* **What is required**: Your reply should consist solely of the number of lines in the data that contain "按注册顺序".

* **Provided data**:

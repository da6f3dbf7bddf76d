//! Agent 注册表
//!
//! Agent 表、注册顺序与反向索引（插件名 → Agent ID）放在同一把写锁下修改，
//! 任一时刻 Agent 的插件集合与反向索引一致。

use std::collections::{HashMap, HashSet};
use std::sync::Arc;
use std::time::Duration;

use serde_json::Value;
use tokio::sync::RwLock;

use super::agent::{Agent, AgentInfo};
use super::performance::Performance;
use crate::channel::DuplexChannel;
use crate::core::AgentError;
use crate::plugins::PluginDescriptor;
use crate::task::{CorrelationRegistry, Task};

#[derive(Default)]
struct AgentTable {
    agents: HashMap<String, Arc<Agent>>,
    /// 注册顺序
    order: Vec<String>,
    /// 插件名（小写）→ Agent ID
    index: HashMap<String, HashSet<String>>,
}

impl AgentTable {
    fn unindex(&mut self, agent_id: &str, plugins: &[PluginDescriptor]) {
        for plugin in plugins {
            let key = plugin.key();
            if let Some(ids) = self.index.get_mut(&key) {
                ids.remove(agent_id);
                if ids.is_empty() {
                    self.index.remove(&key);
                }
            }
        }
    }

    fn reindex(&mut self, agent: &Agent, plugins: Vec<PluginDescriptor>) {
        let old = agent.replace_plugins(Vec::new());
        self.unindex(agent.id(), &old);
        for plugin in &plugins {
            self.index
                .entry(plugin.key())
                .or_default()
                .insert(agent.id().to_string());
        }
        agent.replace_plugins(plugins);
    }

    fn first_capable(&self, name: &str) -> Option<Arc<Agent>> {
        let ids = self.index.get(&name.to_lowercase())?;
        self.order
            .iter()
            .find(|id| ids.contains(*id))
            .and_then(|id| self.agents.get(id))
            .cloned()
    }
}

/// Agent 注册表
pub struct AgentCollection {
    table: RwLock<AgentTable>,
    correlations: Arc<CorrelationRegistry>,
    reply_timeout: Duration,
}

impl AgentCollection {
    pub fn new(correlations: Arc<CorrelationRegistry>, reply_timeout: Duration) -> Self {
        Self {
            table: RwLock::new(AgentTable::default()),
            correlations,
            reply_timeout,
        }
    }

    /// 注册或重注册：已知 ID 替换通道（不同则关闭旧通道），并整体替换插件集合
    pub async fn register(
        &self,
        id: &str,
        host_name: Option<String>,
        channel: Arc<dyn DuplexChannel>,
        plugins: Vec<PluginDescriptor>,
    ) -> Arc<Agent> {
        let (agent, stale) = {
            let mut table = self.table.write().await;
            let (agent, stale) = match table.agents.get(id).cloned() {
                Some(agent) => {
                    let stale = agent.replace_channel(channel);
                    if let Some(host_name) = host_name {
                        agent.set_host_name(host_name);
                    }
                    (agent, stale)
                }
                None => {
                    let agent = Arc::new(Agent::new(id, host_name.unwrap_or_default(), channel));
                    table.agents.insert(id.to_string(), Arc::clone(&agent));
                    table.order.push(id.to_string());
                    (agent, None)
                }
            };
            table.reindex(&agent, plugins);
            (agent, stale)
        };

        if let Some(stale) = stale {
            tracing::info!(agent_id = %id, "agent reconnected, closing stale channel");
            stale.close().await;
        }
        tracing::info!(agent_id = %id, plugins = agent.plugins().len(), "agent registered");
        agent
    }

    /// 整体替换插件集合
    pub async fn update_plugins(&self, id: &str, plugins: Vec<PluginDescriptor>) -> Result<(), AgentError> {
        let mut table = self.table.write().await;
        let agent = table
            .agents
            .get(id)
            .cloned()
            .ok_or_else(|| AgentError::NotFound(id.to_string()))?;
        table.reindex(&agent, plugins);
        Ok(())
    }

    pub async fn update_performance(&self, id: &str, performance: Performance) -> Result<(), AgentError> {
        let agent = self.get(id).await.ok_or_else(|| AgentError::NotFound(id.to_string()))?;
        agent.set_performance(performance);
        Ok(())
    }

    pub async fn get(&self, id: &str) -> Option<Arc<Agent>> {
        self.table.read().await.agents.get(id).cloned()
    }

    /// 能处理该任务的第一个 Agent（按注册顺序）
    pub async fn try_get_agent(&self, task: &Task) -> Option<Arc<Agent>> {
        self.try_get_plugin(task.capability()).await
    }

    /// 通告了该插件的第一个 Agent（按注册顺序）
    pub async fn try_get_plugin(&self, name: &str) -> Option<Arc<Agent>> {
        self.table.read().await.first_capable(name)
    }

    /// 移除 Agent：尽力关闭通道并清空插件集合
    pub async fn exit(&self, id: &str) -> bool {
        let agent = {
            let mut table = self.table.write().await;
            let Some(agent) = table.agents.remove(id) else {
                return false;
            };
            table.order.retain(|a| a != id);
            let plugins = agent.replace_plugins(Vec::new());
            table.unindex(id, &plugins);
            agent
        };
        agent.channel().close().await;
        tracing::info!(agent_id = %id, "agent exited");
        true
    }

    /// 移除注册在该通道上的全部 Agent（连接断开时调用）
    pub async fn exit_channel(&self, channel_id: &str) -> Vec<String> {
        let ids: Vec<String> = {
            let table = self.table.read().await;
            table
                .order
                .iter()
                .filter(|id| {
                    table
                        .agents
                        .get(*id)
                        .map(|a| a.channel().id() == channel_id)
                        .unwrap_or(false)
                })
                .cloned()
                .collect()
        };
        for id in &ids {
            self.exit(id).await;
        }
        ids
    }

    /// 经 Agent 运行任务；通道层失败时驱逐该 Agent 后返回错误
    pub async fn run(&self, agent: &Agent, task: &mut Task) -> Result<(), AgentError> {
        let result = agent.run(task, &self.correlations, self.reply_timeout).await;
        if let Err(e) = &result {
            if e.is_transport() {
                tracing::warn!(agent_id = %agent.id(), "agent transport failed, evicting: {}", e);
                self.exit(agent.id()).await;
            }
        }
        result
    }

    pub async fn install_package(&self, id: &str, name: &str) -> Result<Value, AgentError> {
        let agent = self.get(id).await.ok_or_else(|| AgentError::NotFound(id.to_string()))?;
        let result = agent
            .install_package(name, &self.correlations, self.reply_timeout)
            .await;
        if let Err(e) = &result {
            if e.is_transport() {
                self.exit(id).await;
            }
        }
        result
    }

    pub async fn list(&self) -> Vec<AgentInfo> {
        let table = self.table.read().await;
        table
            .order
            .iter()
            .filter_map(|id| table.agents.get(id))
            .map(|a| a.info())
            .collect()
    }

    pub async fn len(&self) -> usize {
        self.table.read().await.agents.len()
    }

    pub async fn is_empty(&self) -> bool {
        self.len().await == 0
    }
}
--
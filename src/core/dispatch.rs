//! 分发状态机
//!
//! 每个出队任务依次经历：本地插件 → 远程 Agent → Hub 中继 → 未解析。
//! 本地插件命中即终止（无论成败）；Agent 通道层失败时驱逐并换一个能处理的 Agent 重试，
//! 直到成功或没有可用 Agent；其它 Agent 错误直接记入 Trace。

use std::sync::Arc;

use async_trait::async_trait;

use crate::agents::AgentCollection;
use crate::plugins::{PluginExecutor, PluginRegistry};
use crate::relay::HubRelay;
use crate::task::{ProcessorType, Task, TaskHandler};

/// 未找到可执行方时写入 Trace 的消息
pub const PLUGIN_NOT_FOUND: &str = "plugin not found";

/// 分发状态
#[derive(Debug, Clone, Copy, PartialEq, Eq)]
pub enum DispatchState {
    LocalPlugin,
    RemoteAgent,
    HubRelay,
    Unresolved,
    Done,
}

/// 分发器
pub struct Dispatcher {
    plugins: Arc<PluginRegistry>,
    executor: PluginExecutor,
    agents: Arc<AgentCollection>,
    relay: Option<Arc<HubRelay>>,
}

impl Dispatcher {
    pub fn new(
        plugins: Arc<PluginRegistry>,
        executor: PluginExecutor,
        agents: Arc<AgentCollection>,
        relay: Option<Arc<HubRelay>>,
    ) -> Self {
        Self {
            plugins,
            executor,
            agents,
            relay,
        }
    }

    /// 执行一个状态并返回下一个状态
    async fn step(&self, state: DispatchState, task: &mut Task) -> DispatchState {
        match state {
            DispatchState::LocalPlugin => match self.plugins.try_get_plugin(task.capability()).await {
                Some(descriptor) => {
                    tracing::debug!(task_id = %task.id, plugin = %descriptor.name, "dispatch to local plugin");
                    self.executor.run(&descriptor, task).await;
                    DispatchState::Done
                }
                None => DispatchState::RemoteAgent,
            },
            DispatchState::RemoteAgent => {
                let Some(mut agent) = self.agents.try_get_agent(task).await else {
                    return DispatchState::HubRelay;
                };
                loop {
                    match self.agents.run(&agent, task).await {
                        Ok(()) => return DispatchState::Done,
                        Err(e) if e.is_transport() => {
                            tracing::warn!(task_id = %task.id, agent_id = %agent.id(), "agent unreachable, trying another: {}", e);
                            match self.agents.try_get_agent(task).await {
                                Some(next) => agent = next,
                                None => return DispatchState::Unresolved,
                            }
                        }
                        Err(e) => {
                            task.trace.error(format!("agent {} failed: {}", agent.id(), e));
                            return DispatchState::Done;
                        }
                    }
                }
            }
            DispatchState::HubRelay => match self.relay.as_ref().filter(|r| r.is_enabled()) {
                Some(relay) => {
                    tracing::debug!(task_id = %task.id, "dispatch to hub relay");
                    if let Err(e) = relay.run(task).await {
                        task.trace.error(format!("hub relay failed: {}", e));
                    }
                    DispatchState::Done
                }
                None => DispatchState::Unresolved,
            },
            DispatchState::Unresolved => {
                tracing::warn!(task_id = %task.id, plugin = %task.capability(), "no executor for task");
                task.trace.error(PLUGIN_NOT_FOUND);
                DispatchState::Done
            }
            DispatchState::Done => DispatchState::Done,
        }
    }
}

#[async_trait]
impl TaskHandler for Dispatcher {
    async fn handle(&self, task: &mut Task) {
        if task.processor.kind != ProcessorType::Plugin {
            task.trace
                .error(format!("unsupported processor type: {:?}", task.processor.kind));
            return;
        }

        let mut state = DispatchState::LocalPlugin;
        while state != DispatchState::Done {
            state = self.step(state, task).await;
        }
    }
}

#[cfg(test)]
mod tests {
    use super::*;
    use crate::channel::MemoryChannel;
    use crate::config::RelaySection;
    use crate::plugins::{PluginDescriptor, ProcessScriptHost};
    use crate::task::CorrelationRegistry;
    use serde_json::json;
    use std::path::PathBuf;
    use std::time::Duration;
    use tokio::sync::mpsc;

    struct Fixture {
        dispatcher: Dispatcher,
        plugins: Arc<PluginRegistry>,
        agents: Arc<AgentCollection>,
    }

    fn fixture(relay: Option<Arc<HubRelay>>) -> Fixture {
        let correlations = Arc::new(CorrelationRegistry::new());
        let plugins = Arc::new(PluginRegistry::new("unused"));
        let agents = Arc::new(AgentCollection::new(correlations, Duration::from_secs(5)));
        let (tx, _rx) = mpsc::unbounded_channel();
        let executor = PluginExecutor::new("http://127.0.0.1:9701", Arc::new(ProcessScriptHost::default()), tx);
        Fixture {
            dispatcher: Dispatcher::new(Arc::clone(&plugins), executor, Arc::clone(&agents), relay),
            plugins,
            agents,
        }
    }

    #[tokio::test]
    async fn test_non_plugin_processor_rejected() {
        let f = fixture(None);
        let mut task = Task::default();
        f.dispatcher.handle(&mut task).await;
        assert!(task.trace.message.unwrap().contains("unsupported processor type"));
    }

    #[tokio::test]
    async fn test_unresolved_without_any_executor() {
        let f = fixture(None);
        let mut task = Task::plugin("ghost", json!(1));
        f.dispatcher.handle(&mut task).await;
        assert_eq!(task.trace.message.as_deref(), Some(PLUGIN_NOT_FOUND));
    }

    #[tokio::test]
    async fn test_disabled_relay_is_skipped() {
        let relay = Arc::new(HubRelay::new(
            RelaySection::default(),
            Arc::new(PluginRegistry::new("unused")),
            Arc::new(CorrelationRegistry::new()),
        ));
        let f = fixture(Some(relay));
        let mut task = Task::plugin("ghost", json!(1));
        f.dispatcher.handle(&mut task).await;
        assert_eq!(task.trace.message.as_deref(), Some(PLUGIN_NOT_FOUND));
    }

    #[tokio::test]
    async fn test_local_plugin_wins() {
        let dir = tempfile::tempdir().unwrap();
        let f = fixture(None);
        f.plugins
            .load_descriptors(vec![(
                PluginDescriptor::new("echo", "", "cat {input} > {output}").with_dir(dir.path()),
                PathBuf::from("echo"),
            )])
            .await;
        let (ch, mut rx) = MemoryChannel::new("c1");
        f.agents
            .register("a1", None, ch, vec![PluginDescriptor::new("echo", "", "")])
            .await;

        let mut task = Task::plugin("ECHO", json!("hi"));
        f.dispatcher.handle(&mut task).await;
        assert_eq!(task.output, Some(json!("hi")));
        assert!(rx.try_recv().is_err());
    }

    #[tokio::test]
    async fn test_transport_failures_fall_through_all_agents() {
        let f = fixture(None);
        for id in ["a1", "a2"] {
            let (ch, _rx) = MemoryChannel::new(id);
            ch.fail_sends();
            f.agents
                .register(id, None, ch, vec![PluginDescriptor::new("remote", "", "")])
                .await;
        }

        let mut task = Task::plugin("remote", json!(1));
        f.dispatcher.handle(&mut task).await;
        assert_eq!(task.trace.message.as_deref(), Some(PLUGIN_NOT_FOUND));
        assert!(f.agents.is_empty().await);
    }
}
---
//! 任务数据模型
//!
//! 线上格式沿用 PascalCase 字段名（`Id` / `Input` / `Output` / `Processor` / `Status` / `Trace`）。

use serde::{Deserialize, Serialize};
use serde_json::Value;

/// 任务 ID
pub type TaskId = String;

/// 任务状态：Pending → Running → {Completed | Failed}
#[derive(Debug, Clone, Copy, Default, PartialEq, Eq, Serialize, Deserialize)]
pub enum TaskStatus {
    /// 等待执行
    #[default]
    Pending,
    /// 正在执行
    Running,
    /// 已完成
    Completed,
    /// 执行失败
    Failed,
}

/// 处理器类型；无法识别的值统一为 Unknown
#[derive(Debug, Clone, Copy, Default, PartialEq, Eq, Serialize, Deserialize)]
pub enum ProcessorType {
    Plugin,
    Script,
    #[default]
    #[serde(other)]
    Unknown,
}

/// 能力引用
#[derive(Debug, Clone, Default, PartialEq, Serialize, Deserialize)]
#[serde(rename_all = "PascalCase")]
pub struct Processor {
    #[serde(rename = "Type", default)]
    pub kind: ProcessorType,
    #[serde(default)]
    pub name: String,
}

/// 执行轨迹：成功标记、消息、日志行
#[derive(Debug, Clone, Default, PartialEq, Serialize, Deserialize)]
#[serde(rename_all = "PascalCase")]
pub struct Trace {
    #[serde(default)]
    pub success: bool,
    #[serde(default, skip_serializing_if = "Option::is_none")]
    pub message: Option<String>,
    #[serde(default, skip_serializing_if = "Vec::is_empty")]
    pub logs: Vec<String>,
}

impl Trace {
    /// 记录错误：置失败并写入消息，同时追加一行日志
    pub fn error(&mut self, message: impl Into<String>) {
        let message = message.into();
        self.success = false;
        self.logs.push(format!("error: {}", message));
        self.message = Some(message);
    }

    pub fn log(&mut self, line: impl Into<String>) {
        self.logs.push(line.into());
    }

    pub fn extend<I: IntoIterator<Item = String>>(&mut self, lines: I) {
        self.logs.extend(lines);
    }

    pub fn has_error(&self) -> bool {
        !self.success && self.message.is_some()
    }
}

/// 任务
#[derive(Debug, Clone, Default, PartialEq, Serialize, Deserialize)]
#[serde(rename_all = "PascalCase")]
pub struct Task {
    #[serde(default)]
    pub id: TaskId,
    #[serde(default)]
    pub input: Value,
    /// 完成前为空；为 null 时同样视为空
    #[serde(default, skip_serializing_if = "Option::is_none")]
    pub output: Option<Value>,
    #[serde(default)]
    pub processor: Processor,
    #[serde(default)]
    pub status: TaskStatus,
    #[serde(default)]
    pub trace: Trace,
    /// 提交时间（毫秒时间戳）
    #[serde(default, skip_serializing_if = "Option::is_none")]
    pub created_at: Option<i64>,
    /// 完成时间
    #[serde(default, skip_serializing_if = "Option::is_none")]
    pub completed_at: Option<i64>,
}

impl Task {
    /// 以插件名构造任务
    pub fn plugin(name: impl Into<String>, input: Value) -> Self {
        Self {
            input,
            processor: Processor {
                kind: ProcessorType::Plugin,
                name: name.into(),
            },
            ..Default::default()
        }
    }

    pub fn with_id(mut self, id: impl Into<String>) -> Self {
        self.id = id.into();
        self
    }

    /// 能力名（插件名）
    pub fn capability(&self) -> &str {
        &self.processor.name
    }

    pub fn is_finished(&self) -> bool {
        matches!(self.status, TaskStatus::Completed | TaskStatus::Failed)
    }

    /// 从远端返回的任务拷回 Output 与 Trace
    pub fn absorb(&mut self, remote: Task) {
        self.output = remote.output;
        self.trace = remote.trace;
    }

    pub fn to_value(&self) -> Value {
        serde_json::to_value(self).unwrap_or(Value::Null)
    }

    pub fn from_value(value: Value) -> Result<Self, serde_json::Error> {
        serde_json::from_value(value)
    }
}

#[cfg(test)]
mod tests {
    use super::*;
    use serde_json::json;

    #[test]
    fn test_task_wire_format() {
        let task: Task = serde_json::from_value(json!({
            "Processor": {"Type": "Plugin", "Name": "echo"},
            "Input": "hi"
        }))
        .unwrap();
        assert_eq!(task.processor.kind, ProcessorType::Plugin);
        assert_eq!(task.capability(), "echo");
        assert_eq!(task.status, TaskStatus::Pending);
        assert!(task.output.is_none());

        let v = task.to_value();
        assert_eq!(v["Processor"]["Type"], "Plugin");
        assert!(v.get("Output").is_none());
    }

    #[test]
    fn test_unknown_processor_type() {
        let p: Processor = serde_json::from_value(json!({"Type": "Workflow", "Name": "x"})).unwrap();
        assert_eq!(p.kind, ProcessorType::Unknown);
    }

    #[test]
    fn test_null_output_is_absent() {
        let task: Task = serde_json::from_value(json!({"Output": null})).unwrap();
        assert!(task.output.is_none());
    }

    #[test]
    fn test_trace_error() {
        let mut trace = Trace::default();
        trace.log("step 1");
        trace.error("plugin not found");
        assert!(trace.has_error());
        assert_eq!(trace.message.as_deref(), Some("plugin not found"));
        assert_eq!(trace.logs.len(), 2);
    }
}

* **Reply**: 2